• _WHAT IS REQUIRED_:
Each line from the one containing "(e.g. duplicate username)." through the end of the records below must be repeated exactly, and no other line.

+ + +

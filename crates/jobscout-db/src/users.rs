//! User account lookups.
//!
//! Users are registered out of band (account provisioning is not part of the
//! scrape path); this module resolves a verified token subject to a known user.

use crate::error::{DatabaseError, Result};
use chrono::{DateTime, Utc};
use serde::{Deserialize, Serialize};
use sqlx::{Row, SqlitePool};

/// A registered user account.
#[derive(Debug, Clone, Serialize, Deserialize)]
pub struct UserRecord {
    /// Stable user identifier (UUID v4)
    pub id: String,
    /// Username on the portal
    pub username: String,
    /// Portal this user's account belongs to
    pub portal: String,
    /// When the account was created
    pub created_at: DateTime<Utc>,
}

/// Fetch a user by ID.
///
/// # Errors
/// Returns `DatabaseError::NotFound` if no such user exists.
pub async fn get_user(pool: &SqlitePool, user_id: &str) -> Result<UserRecord> {
    let row = sqlx::query("SELECT id, username, portal, created_at FROM users WHERE id = ?")
        .bind(user_id)
        .fetch_optional(pool)
        .await?
        .ok_or(DatabaseError::NotFound)?;

    row_to_user(&row)
}

/// Create a new user account.
///
/// # Errors
/// Returns `DatabaseError` if the insert fails (e.g. duplicate username).
pub async fn create_user(
    pool: &SqlitePool,
    id: String,
    username: String,
    portal: String,
) -> Result<UserRecord> {
    let created_at = Utc::now();

    sqlx::query("INSERT INTO users (id, username, portal, created_at) VALUES (?, ?, ?, ?)")
        .bind(&id)
        .bind(&username)
        .bind(&portal)
        .bind(created_at.to_rfc3339())
        .execute(pool)
        .await?;

    Ok(UserRecord {
        id,
        username,
        portal,
        created_at,
    })
}

fn row_to_user(row: &sqlx::sqlite::SqliteRow) -> Result<UserRecord> {
    let created_at: String = row.try_get("created_at")?;
    let created_at = DateTime::parse_from_rfc3339(&created_at)
        .map_err(|e| DatabaseError::Decode(format!("invalid created_at timestamp: {e}")))?
        .with_timezone(&Utc);

    Ok(UserRecord {
        id: row.try_get("id")?,
        username: row.try_get("username")?,
        portal: row.try_get("portal")?,
        created_at,
    })
}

+ + +

• _REPLY_:
/// Returns `DatabaseError` if the insert fails (e.g. duplicate username).
pub async fn create_user(
    pool: &SqlitePool,
    id: String,
    username: String,
    portal: String,
) -> Result<UserRecord> {
    let created_at = Utc::now();

    sqlx::query("INSERT INTO users (id, username, portal, created_at) VALUES (?, ?, ?, ?)")
        .bind(&id)
        .bind(&username)
        .bind(&portal)
        .bind(created_at.to_rfc3339())
        .execute(pool)
        .await?;

    Ok(UserRecord {
        id,
        username,
        portal,
        created_at,
    })
}

fn row_to_user(row: &sqlx::sqlite::SqliteRow) -> Result<UserRecord> {
    let created_at: String = row.try_get("created_at")?;
    let created_at = DateTime::parse_from_rfc3339(&created_at)
        .map_err(|e| DatabaseError::Decode(format!("invalid created_at timestamp: {e}")))?
        .with_timezone(&Utc);

    Ok(UserRecord {
        id: row.try_get("id")?,
        username: row.try_get("username")?,
        portal: row.try_get("portal")?,
        created_at,
    })
}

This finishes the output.